Flight and Freedom
Video. 2min 56sec. November 2018
A video about freedom and its opposite: limitation or confinement.
Freedom is expressed by the unconfined wheeling flight of the crows. Limitation is symbolised by the inert, motionless statue around which the crows are flying.
Pathos is a major ingredient of the work, because both the birds and the statue have wings, but only the birds can fly.
The unconstrained flight of the birds only serves to emphasise the fact that the statue is rooted to the spot.
The work is a comment on the desire of the creators of the statue (us) to have the power of natural flight, and their obvious inability to have it.
The statue is on Alexandra Palace in north London.
Cluster flies on a window
Video. 17 sec. Near St Ives, Cornwall. October 2018
When I made this video I assumed that the flies that it features were house flies that had been feasting on a rotting animal carcass concealed somewhere within the walls of the building. The sinisterness of the insects was intended to be a feature of the video.
Since then a bit of research has informed me that the insects were in fact harmless cluster flies (pollenia rudis).
Cluster flies enter buildings on autumn evenings in search of shelter from the worsening weather conditions. Then the following day they sometimes want to get out again, as in the video.
They may enter buildings in small numbers or they may enter in thousands. In the case in the video it was many many hundreds.
The flies live in the countryside, where their larvae feeding on earthworms. They aren’t a health hazard (as far as I know).
Knowing that the flies were harmless and had entered the building seeking shelter rather than being house flies fresh from a rotting corpse in the attic altered my view of them considerably, and I now rather like them, at least on the video. They are an inconvenience though.
I particularly like the way that the flies in the video are moving in an almost choreographed manner. It’s like a little piece of performance art.
The nice calm view out of the window (apart from a bit of wind) is in stark contrast to the dynamic motion of the flies on the window pane.
Ink on paper with digital additions. September 2018
A drawing based on an abstracted raven or crow-like bird.
The creature in this drawing is only superficially meant to resemble a raven or a crow. It’s actually meant to resemble something rather simpler – not a lot more than just a triangle on legs with a beak (Other drawings of similar creatures bear no resemblance to any recognisable biological genus at all). The body is meant to have very little form or obviously functional components (There are no eyes, wings or arms for example). The body is simply a structure for holding the legs and beak in place.

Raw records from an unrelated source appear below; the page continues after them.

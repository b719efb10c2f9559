// SPDX-License-Identifier: LGPL-3.0-only
//
// This file is provided WITHOUT ANY WARRANTY;
// without even the implied warranty of MERCHANTABILITY
// or FITNESS FOR A PARTICULAR PURPOSE.

use crate::engine::EngineHandle;
use crate::error::EngineUnavailable;
use crate::operands::OperandDomain;
use crate::operation::Operation;
use once_cell::sync::OnceCell;
use serde::{Deserialize, Serialize};
use std::any::Any;
use std::panic::{catch_unwind, AssertUnwindSafe};
use tracing::{info, warn};

pub const PLAINTEXT_BACKEND: &str = "plaintext";

#[derive(Debug, Clone, PartialEq, Eq, Serialize, Deserialize)]
pub struct AvailabilityStatus {
    pub available: bool,
    pub message: String,
}

/// Outcome of the start up probe: either an engine with every circuit
/// built, or the reason the plaintext fallback is in use.
#[derive(Debug, Clone)]
pub struct Availability {
    handle: Option<EngineHandle>,
    status: AvailabilityStatus,
    unavailable: Option<EngineUnavailable>,
}

impl Availability {
    pub fn ready(handle: EngineHandle) -> Self {
        let engine = handle.engine();
        let circuits: Vec<&str> = Operation::with_circuits().map(|op| op.name()).collect();
        let message = format!(
            "{} engine ready, circuits built for {} over {}",
            engine.name(),
            circuits.join(", "),
            engine.domain()
        );
        Self {
            status: AvailabilityStatus {
                available: true,
                message,
            },
            handle: Some(handle),
            unavailable: None,
        }
    }

    pub fn unavailable(reason: EngineUnavailable) -> Self {
        Self {
            handle: None,
            status: AvailabilityStatus {
                available: false,
                message: format!("Engine unavailable, using plaintext fallback: {reason}"),
            },
            unavailable: Some(reason),
        }
    }

    pub fn handle(&self) -> Option<&EngineHandle> {
        self.handle.as_ref()
    }

    pub fn status(&self) -> &AvailabilityStatus {
        &self.status
    }

    /// Why the engine is not in use, if it is not
    pub fn unavailable_reason(&self) -> Option<&EngineUnavailable> {
        self.unavailable.as_ref()
    }

    pub fn backend(&self) -> &str {
        match &self.handle {
            Some(handle) => handle.engine().name(),
            None => PLAINTEXT_BACKEND,
        }
    }
}

/// One-shot engine acquisition.
///
/// The first call to [`AvailabilityProbe::run`] acquires the engine and
/// checks its circuits. Every later call returns that same outcome without
/// invoking its `acquire` argument.
#[derive(Debug, Default)]
pub struct AvailabilityProbe {
    outcome: OnceCell<Availability>,
}

static PROCESS_PROBE: AvailabilityProbe = AvailabilityProbe::new();

/// The probe shared by the whole process
pub fn process_probe() -> &'static AvailabilityProbe {
    &PROCESS_PROBE
}

impl AvailabilityProbe {
    pub const fn new() -> Self {
        Self {
            outcome: OnceCell::new(),
        }
    }

    /// Acquire the engine once. `required` is the operand range the service
    /// accepts; the engine's circuits must cover all of it.
    pub fn run<F>(&self, required: OperandDomain, acquire: F) -> &Availability
    where
        F: FnOnce() -> Result<EngineHandle, EngineUnavailable>,
    {
        self.outcome.get_or_init(|| {
            let outcome = match probe(required, acquire) {
                Ok(handle) => Availability::ready(handle),
                Err(reason) => Availability::unavailable(reason),
            };
            if outcome.status().available {
                info!(backend = outcome.backend(), "{}", outcome.status().message);
            } else {
                warn!("{}", outcome.status().message);
            }
            outcome
        })
    }

    /// The outcome, if the probe has run
    pub fn get(&self) -> Option<&Availability> {
        self.outcome.get()
    }
}

fn probe<F>(required: OperandDomain, acquire: F) -> Result<EngineHandle, EngineUnavailable>
where
    F: FnOnce() -> Result<EngineHandle, EngineUnavailable>,
{
    let handle = catch_unwind(AssertUnwindSafe(acquire))
        .map_err(|payload| EngineUnavailable::new(panic_message(payload)))??;

    let engine = handle.engine();
    if let Some(missing) = Operation::with_circuits().find(|op| !engine.has_circuit(*op)) {
        return Err(EngineUnavailable::new(format!(
            "{} engine has no circuit for '{missing}'",
            engine.name()
        )));
    }

    let built = engine.domain();
    if built.min > required.min || built.max < required.max {
        return Err(EngineUnavailable::new(format!(
            "circuits were built for {built} which does not cover {required}"
        )));
    }

    Ok(handle)
}

fn panic_message(payload: Box<dyn Any + Send>) -> String {
    let detail = payload
        .downcast_ref::<&str>()
        .map(|s| s.to_string())
        .or_else(|| payload.downcast_ref::<String>().cloned())
        .unwrap_or_else(|| "unknown panic".to_string());
    format!("engine initialization panicked: {detail}")
}
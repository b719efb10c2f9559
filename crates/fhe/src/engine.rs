// SPDX-License-Identifier: LGPL-3.0-only
//
// This file is provided WITHOUT ANY WARRANTY;
// without even the implied warranty of MERCHANTABILITY
// or FITNESS FOR A PARTICULAR PURPOSE.

use crate::circuit::Circuit;
use crate::params::build_params_from_config;
use crate::runtime::{key_rng, Fhe};
use anyhow::{anyhow, ensure, Result};
use privagator_compute::{
    CircuitEngine, ComputeResult, EngineError, EngineHandle, EngineUnavailable, EvaluationReport,
    OperandDomain, Operation,
};
use privagator_config::EngineConfig;
use std::time::Instant;
use tracing::{debug, info};

pub const BFV_BACKEND: &str = "bfv";

/// BFV engine with every circuit built and checked against the plaintext
/// evaluators over its domain.
pub struct BfvEngine {
    fhe: Fhe,
    domain: OperandDomain,
    circuits: Vec<Circuit>,
}

impl BfvEngine {
    pub fn build(config: &EngineConfig) -> Result<Self, EngineUnavailable> {
        Self::try_build(config).map_err(|e| EngineUnavailable::new(format!("{e:#}")))
    }

    fn try_build(config: &EngineConfig) -> Result<Self> {
        let started = Instant::now();
        let domain = OperandDomain::new(config.domain.min, config.domain.max);
        let params = build_params_from_config(config)?;
        let fhe = Fhe::generate(params, &mut key_rng(config.seed))?;
        debug!(
            degree = config.degree,
            plaintext_modulus = config.plaintext_modulus,
            "generated BFV keys"
        );

        let mut circuits = Vec::new();
        for op in Operation::with_circuits() {
            let circuit = Circuit::for_operation(op)
                .ok_or_else(|| anyhow!("no BFV circuit for '{op}'"))?;
            circuit.check_domain(&fhe, domain)?;
            verify(&fhe, circuit, domain)?;
            circuits.push(circuit);
        }

        info!(
            "BFV circuits built for {domain} in {}ms",
            started.elapsed().as_millis()
        );
        Ok(Self {
            fhe,
            domain,
            circuits,
        })
    }

    fn circuit(&self, op: Operation) -> Option<Circuit> {
        self.circuits.iter().copied().find(|c| c.operation() == op)
    }
}

/// Run `circuit` over the corners and midpoint of `domain` and compare each
/// output with the plaintext evaluator.
fn verify(fhe: &Fhe, circuit: Circuit, domain: OperandDomain) -> Result<()> {
    let op = circuit.operation();
    let samples = domain.samples();
    let inputs: Vec<Vec<i64>> = match op {
        Operation::Square => samples.iter().map(|a| vec![*a]).collect(),
        _ => samples
            .iter()
            .flat_map(|a| samples.iter().map(move |b| vec![*a, *b]))
            .collect(),
    };

    for operands in inputs {
        let expected = op.info().evaluate_plain(&operands)?;
        let (actual, _) = circuit.run(fhe, domain, &operands)?;
        ensure!(
            actual == expected,
            "{op} circuit returned {actual:?} for {operands:?}, expected {expected:?}"
        );
    }
    Ok(())
}

impl CircuitEngine for BfvEngine {
    fn name(&self) -> &str {
        BFV_BACKEND
    }

    fn domain(&self) -> OperandDomain {
        self.domain
    }

    fn has_circuit(&self, op: Operation) -> bool {
        self.circuit(op).is_some()
    }

    fn evaluate(
        &self,
        op: Operation,
        operands: &[i64],
    ) -> Result<(ComputeResult, EvaluationReport), EngineError> {
        let circuit = self
            .circuit(op)
            .ok_or_else(|| EngineError::new(format!("no BFV circuit for '{op}'")))?;
        if let Some(v) = operands.iter().find(|v| !self.domain.contains(**v)) {
            return Err(EngineError::new(format!(
                "operand {v} is outside the circuit domain {}",
                self.domain
            )));
        }
        circuit
            .run(&self.fhe, self.domain, operands)
            .map_err(|e| EngineError::new(format!("{e:#}")))
    }
}

/// Build the BFV engine described by `config`, for use with the availability probe.
pub fn acquire(config: &EngineConfig) -> Result<EngineHandle, EngineUnavailable> {
    if !config.enabled {
        return Err(EngineUnavailable::new("disabled by configuration"));
    }
    Ok(EngineHandle::wrap(BfvEngine::build(config)?))
}
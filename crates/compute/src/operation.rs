// SPDX-License-Identifier: LGPL-3.0-only
//
// This file is provided WITHOUT ANY WARRANTY;
// without even the implied warranty of MERCHANTABILITY
// or FITNESS FOR A PARTICULAR PURPOSE.

use crate::error::{ComputeError, Result};
use crate::result::ComputeResult;
use serde::{Deserialize, Serialize};
use std::fmt;
use strum::{Display, EnumIter, EnumString, IntoEnumIterator, IntoStaticStr};

/// The closed set of supported operations.
#[derive(
    Debug,
    Clone,
    Copy,
    PartialEq,
    Eq,
    Hash,
    PartialOrd,
    Ord,
    Serialize,
    Deserialize,
    Display,
    EnumString,
    EnumIter,
    IntoStaticStr,
)]
#[serde(rename_all = "lowercase")]
#[strum(serialize_all = "lowercase")]
pub enum Operation {
    Square,
    Multiply,
    Add,
    Compare,
    Aggregate,
}

/// How many operands an operation takes
#[derive(Debug, Clone, Copy, PartialEq, Eq)]
pub enum Arity {
    Exactly(usize),
    /// Any count. Aggregate rejects the empty list itself with `DivisionUndefined`.
    Variadic,
}

impl Arity {
    pub fn accepts(&self, count: usize) -> bool {
        match self {
            Arity::Exactly(n) => *n == count,
            Arity::Variadic => true,
        }
    }
}

impl fmt::Display for Arity {
    fn fmt(&self, f: &mut fmt::Formatter<'_>) -> fmt::Result {
        match self {
            Arity::Exactly(1) => write!(f, "exactly 1 operand"),
            Arity::Exactly(n) => write!(f, "exactly {n} operands"),
            Arity::Variadic => write!(f, "any number of operands"),
        }
    }
}

type PlainEvaluator = fn(&[i64]) -> Result<ComputeResult>;

/// Declarative description of an operation.
pub struct OperationInfo {
    pub operation: Operation,
    pub arity: Arity,
    /// Whether the engine builds a circuit for this operation. Operations
    /// with a circuit only accept operands inside the circuit domain.
    pub has_circuit: bool,
    plain: PlainEvaluator,
}

impl OperationInfo {
    /// Evaluate on unencrypted operands
    pub fn evaluate_plain(&self, operands: &[i64]) -> Result<ComputeResult> {
        if !self.arity.accepts(operands.len()) {
            return Err(ComputeError::InvalidOperands(format!(
                "{} takes {}, got {}",
                self.operation,
                self.arity,
                operands.len()
            )));
        }
        (self.plain)(operands)
    }
}

impl fmt::Debug for OperationInfo {
    fn fmt(&self, f: &mut fmt::Formatter<'_>) -> fmt::Result {
        f.debug_struct("OperationInfo")
            .field("operation", &self.operation)
            .field("arity", &self.arity)
            .field("has_circuit", &self.has_circuit)
            .finish()
    }
}

static OPERATIONS: [OperationInfo; 5] = [
    OperationInfo {
        operation: Operation::Square,
        arity: Arity::Exactly(1),
        has_circuit: true,
        plain: square,
    },
    OperationInfo {
        operation: Operation::Multiply,
        arity: Arity::Exactly(2),
        has_circuit: true,
        plain: multiply,
    },
    OperationInfo {
        operation: Operation::Add,
        arity: Arity::Exactly(2),
        has_circuit: true,
        plain: add,
    },
    OperationInfo {
        operation: Operation::Compare,
        arity: Arity::Exactly(2),
        has_circuit: true,
        plain: compare,
    },
    OperationInfo {
        operation: Operation::Aggregate,
        arity: Arity::Variadic,
        has_circuit: false,
        plain: aggregate,
    },
];

impl Operation {
    pub fn parse(name: &str) -> Result<Self> {
        name.parse()
            .map_err(|_| ComputeError::UnknownOperation(name.to_string()))
    }

    pub fn info(&self) -> &'static OperationInfo {
        // OPERATIONS is ordered like the enum
        &OPERATIONS[*self as usize]
    }

    pub fn name(&self) -> &'static str {
        self.into()
    }

    /// Operations the engine must provide a circuit for
    pub fn with_circuits() -> impl Iterator<Item = Operation> {
        Operation::iter().filter(|op| op.info().has_circuit)
    }
}

fn overflow(op: Operation) -> ComputeError {
    ComputeError::InvalidOperands(format!("{op} overflows a 64-bit integer"))
}

fn square(v: &[i64]) -> Result<ComputeResult> {
    v[0].checked_mul(v[0])
        .map(ComputeResult::Integer)
        .ok_or_else(|| overflow(Operation::Square))
}

fn multiply(v: &[i64]) -> Result<ComputeResult> {
    v[0].checked_mul(v[1])
        .map(ComputeResult::Integer)
        .ok_or_else(|| overflow(Operation::Multiply))
}

fn add(v: &[i64]) -> Result<ComputeResult> {
    v[0].checked_add(v[1])
        .map(ComputeResult::Integer)
        .ok_or_else(|| overflow(Operation::Add))
}

fn compare(v: &[i64]) -> Result<ComputeResult> {
    Ok(ComputeResult::Boolean(v[0] > v[1]))
}

fn aggregate(v: &[i64]) -> Result<ComputeResult> {
    if v.is_empty() {
        return Err(ComputeError::DivisionUndefined);
    }
    let total = v
        .iter()
        .try_fold(0i64, |acc, x| acc.checked_add(*x))
        .ok_or_else(|| overflow(Operation::Aggregate))?;
    let count = i64::try_from(v.len()).map_err(|_| overflow(Operation::Aggregate))?;
    Ok(ComputeResult::Aggregate {
        total,
        average: total.div_euclid(count),
    })
}

#[cfg(test)]
mod tests {
    use super::*;

    #[test]
    fn test_table_lines_up_with_enum() {
        for op in Operation::iter() {
            assert_eq!(op.info().operation, op);
        }
        let with_circuits: Vec<_> = Operation::with_circuits().collect();
        assert_eq!(
            with_circuits,
            vec![
                Operation::Square,
                Operation::Multiply,
                Operation::Add,
                Operation::Compare
            ]
        );
    }

    #[test]
    fn test_parse() {
        assert_eq!(Operation::parse("multiply"), Ok(Operation::Multiply));
        assert_eq!(Operation::Compare.name(), "compare");
        assert_eq!(Operation::Aggregate.to_string(), "aggregate");
        assert_eq!(
            Operation::parse("unknown_op"),
            Err(ComputeError::UnknownOperation("unknown_op".to_string()))
        );
        assert!(Operation::parse("Square").is_err());
    }

    #[test]
    fn test_plain_evaluators() {
        let eval = |op: Operation, v: &[i64]| op.info().evaluate_plain(v);
        assert_eq!(eval(Operation::Square, &[6]), Ok(ComputeResult::Integer(36)));
        assert_eq!(eval(Operation::Multiply, &[3, 5]), Ok(ComputeResult::Integer(15)));
        assert_eq!(eval(Operation::Add, &[3, 4]), Ok(ComputeResult::Integer(7)));
        assert_eq!(eval(Operation::Compare, &[10, 5]), Ok(ComputeResult::Boolean(true)));
        assert_eq!(eval(Operation::Compare, &[5, 10]), Ok(ComputeResult::Boolean(false)));
        assert_eq!(eval(Operation::Compare, &[5, 5]), Ok(ComputeResult::Boolean(false)));
        assert_eq!(
            eval(Operation::Aggregate, &[100, 200, 300, 400]),
            Ok(ComputeResult::Aggregate {
                total: 1000,
                average: 250
            })
        );
        assert_eq!(
            eval(Operation::Aggregate, &[1, 2]),
            Ok(ComputeResult::Aggregate {
                total: 3,
                average: 1
            })
        );
        assert_eq!(
            eval(Operation::Aggregate, &[]),
            Err(ComputeError::DivisionUndefined)
        );
    }

    #[test]
    fn test_aggregate_floors_negative_average() {
        assert_eq!(
            Operation::Aggregate.info().evaluate_plain(&[-1, -2]),
            Ok(ComputeResult::Aggregate {
                total: -3,
                average: -2
            })
        );
    }

    #[test]
    fn test_overflow_is_invalid_operands() {
        let result = Operation::Aggregate
            .info()
            .evaluate_plain(&[i64::MAX, 1]);
        assert!(matches!(result, Err(ComputeError::InvalidOperands(_))));
        let result = Operation::Square.info().evaluate_plain(&[i64::MAX]);
        assert!(matches!(result, Err(ComputeError::InvalidOperands(_))));
    }

    #[test]
    fn test_arity() {
        assert!(Operation::Add.info().arity.accepts(2));
        assert!(!Operation::Add.info().arity.accepts(1));
        assert!(Operation::Aggregate.info().arity.accepts(0));
        assert_eq!(Arity::Exactly(1).to_string(), "exactly 1 operand");
        assert_eq!(Arity::Exactly(2).to_string(), "exactly 2 operands");
    }
}
// SPDX-License-Identifier: LGPL-3.0-only
//
// This file is provided WITHOUT ANY WARRANTY;
// without even the implied warranty of MERCHANTABILITY
// or FITNESS FOR A PARTICULAR PURPOSE.

mod circuit;
mod engine;
pub mod params;
mod runtime;

pub use circuit::*;
pub use engine::*;
pub use runtime::*;
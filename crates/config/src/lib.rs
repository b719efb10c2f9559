// SPDX-License-Identifier: LGPL-3.0-only
//
// This file is provided WITHOUT ANY WARRANTY;
// without even the implied warranty of MERCHANTABILITY
// or FITNESS FOR A PARTICULAR PURPOSE.

mod app_config;
pub mod load_config;
pub mod validation;

pub use app_config::*;
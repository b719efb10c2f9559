// SPDX-License-Identifier: LGPL-3.0-only
//
// This file is provided WITHOUT ANY WARRANTY;
// without even the implied warranty of MERCHANTABILITY
// or FITNESS FOR A PARTICULAR PURPOSE.

use crate::error::{ComputeError, Result};
use crate::operation::Operation;
use serde::{Deserialize, Serialize};
use serde_json::Value;
use std::fmt;

/// Inclusive operand range the circuits were built for.
#[derive(Debug, Clone, Copy, PartialEq, Eq, Serialize, Deserialize)]
pub struct OperandDomain {
    pub min: i64,
    pub max: i64,
}

impl OperandDomain {
    pub fn new(min: i64, max: i64) -> Self {
        Self { min, max }
    }

    pub fn contains(&self, value: i64) -> bool {
        (self.min..=self.max).contains(&value)
    }

    /// Number of distinct values in the domain
    pub fn width(&self) -> u64 {
        self.max.abs_diff(self.min).saturating_add(1)
    }

    /// Corners and midpoint, used to check circuits after they are built
    pub fn samples(&self) -> Vec<i64> {
        let mid = ((self.min as i128 + self.max as i128) / 2) as i64;
        let mut samples = vec![self.min, mid, self.max];
        samples.dedup();
        samples
    }

    pub fn check(&self, op: Operation, operands: &[i64]) -> Result<()> {
        match operands.iter().find(|v| !self.contains(**v)) {
            Some(v) => Err(ComputeError::InvalidOperands(format!(
                "{op} operand {v} is outside the supported range {self}"
            ))),
            None => Ok(()),
        }
    }
}

impl Default for OperandDomain {
    fn default() -> Self {
        Self { min: 0, max: 100 }
    }
}

impl fmt::Display for OperandDomain {
    fn fmt(&self, f: &mut fmt::Formatter<'_>) -> fmt::Result {
        write!(f, "{}..={}", self.min, self.max)
    }
}

/// Convert loosely typed request inputs into integers.
///
/// Accepts JSON integers, floats without a fractional part and strings
/// holding an integer. Anything else is `InvalidOperands`.
pub fn parse_operands(inputs: &[Value]) -> Result<Vec<i64>> {
    inputs
        .iter()
        .enumerate()
        .map(|(i, v)| {
            parse_operand(v).ok_or_else(|| {
                ComputeError::InvalidOperands(format!(
                    "input {i} ({v}) is not representable as a 64-bit integer"
                ))
            })
        })
        .collect()
}

fn parse_operand(value: &Value) -> Option<i64> {
    match value {
        Value::Number(n) => n.as_i64().or_else(|| {
            let f = n.as_f64()?;
            let in_range = f >= i64::MIN as f64 && f < i64::MAX as f64;
            (f.fract() == 0.0 && in_range).then_some(f as i64)
        }),
        Value::String(s) => s.trim().parse().ok(),
        _ => None,
    }
}
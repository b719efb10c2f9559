// SPDX-License-Identifier: LGPL-3.0-only
//
// This file is provided WITHOUT ANY WARRANTY;
// without even the implied warranty of MERCHANTABILITY
// or FITNESS FOR A PARTICULAR PURPOSE.

use crate::helpers::telemetry::setup_tracing;
use crate::{compute, start, status};
use anyhow::Result;
use clap::{command, ArgAction, Parser, Subcommand};
use privagator_config::validation::ValidUrl;
use privagator_config::{load_config, AppConfig};
use tracing::{info, instrument, Level};

#[derive(Parser, Debug)]
#[command(name = "privagator")]
#[command(about = "Run arithmetic on encrypted integers, or ask a running Privagator server to", long_about = None)]
pub struct Cli {
    /// Path to config file
    #[arg(short, long, global = true)]
    config: Option<String>,

    #[command(subcommand)]
    command: Commands,

    /// Indicate error levels by adding additional `-v` arguments. Eg. `privagator -vvv` will give you
    /// trace level output
    #[arg(
        short,
        long,
        action = ArgAction::Count,
        global = true
    )]
    pub verbose: u8,

    /// Silence all output. This argument cannot be used alongside `-v`
    #[arg(
        short,
        long,
        action = ArgAction::SetTrue,
        conflicts_with = "verbose",
        global = true
    )]
    quiet: bool,
}

impl Cli {
    pub fn log_level(&self) -> Level {
        if self.quiet {
            Level::ERROR
        } else {
            match self.verbose {
                0 => Level::WARN,  //
                1 => Level::INFO,  // -v
                2 => Level::DEBUG, // -vv
                _ => Level::TRACE, // -vvv
            }
        }
    }

    #[instrument(skip_all)]
    pub async fn execute(self) -> Result<()> {
        setup_tracing(self.log_level());
        let config = self.load_config()?;
        info!("Config loaded from: {:?}", config.config_file());

        match self.command {
            Commands::Start => start::execute(config).await?,
            Commands::Compute { op, inputs, server } => {
                compute::execute(&config, op, inputs, server).await?
            }
            Commands::Status { server } => status::execute(&config, server).await?,
        }

        Ok(())
    }

    pub fn load_config(&self) -> Result<AppConfig> {
        load_config(self.config.clone())
    }
}

#[derive(Subcommand, Debug)]
pub enum Commands {
    /// Build the encryption engine and serve the HTTP API
    Start,

    /// Run one computation, locally or against a running server
    Compute {
        /// One of square, multiply, add, compare, aggregate
        op: String,

        /// Integer operands
        #[arg(allow_negative_numbers = true)]
        inputs: Vec<String>,

        /// Send the request to this server instead of computing locally. Eg. http://127.0.0.1:8765
        #[arg(long)]
        server: Option<ValidUrl>,
    },

    /// Report whether the encrypted path is available
    Status {
        /// Ask this server instead of probing locally
        #[arg(long)]
        server: Option<ValidUrl>,
    },
}
// SPDX-License-Identifier: LGPL-3.0-only
//
// This file is provided WITHOUT ANY WARRANTY;
// without even the implied warranty of MERCHANTABILITY
// or FITNESS FOR A PARTICULAR PURPOSE.

use crate::helpers::engine::router;
use anyhow::{bail, Result};
use privagator_config::validation::ValidUrl;
use privagator_config::AppConfig;
use privagator_server::{ComputeRequest, ComputeResponse, ErrorResponse};
use serde_json::Value;
use std::time::Instant;
use tracing::{debug, instrument};

#[instrument(skip(config, inputs))]
pub async fn execute(
    config: &AppConfig,
    op: String,
    inputs: Vec<String>,
    server: Option<ValidUrl>,
) -> Result<()> {
    let inputs = parse_inputs(&inputs);
    match server {
        Some(server) => remote(server, op, inputs).await,
        None => local(config, op, inputs).await,
    }
}

/// Integers pass through as JSON numbers; anything else is sent as a string
/// and rejected by the router with a readable message.
fn parse_inputs(inputs: &[String]) -> Vec<Value> {
    inputs
        .iter()
        .map(|s| match serde_json::from_str::<Value>(s) {
            Ok(v @ Value::Number(_)) => v,
            _ => Value::String(s.clone()),
        })
        .collect()
}

async fn local(config: &AppConfig, op: String, inputs: Vec<Value>) -> Result<()> {
    let (router, _) = router(config).await?;
    let started = Instant::now();
    let outcome = tokio::task::spawn_blocking(move || router.compute(&op, &inputs)).await?;
    match outcome {
        Ok(computation) => {
            let response = ComputeResponse::new(computation, started.elapsed());
            println!("{}", serde_json::to_string_pretty(&response)?);
            Ok(())
        }
        Err(err) => {
            println!(
                "{}",
                serde_json::to_string_pretty(&ErrorResponse::new(err.to_string()))?
            );
            bail!(err)
        }
    }
}

async fn remote(server: ValidUrl, op: String, inputs: Vec<Value>) -> Result<()> {
    let url = server.endpoint("/compute")?;
    debug!("POST {}", url);
    let response = reqwest::Client::new()
        .post(url)
        .json(&ComputeRequest {
            op: Some(op),
            inputs,
        })
        .send()
        .await?;
    let status = response.status();
    let body: Value = response.json().await?;
    println!("{}", serde_json::to_string_pretty(&body)?);
    if !status.is_success() {
        bail!("server responded with {status}");
    }
    Ok(())
}
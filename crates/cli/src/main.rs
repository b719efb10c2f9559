// SPDX-License-Identifier: LGPL-3.0-only
//
// This file is provided WITHOUT ANY WARRANTY;
// without even the implied warranty of MERCHANTABILITY
// or FITNESS FOR A PARTICULAR PURPOSE.

use clap::Parser;
use cli::Cli;

mod cli;
mod compute;
pub mod helpers;
mod start;
mod status;

#[actix_web::main]
pub async fn main() {
    // Execute the cli
    if let Err(err) = Cli::parse().execute().await {
        eprintln!("{:#}", err);
        std::process::exit(1);
    }
}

The creature is meant to convey a form of mindless brutality, largely conveyed by its posture, its lack of eyes and its vicious beak. Real crows, ravens and other members of the corvid family are, in contrast, are far from mindless, being renowned for being among the most intelligent of birds.
The image is in some ways a study in anthropomorphism. Crows are often perceived as being malevolent creatures, largely due to their appearance (The black feathers, the large beak). If I’d created the image using, say, a robin as the inspiration for the bird, would it have looked so full of foreboding to us as a human audience? Even though robins are in fact a particularly aggressive species.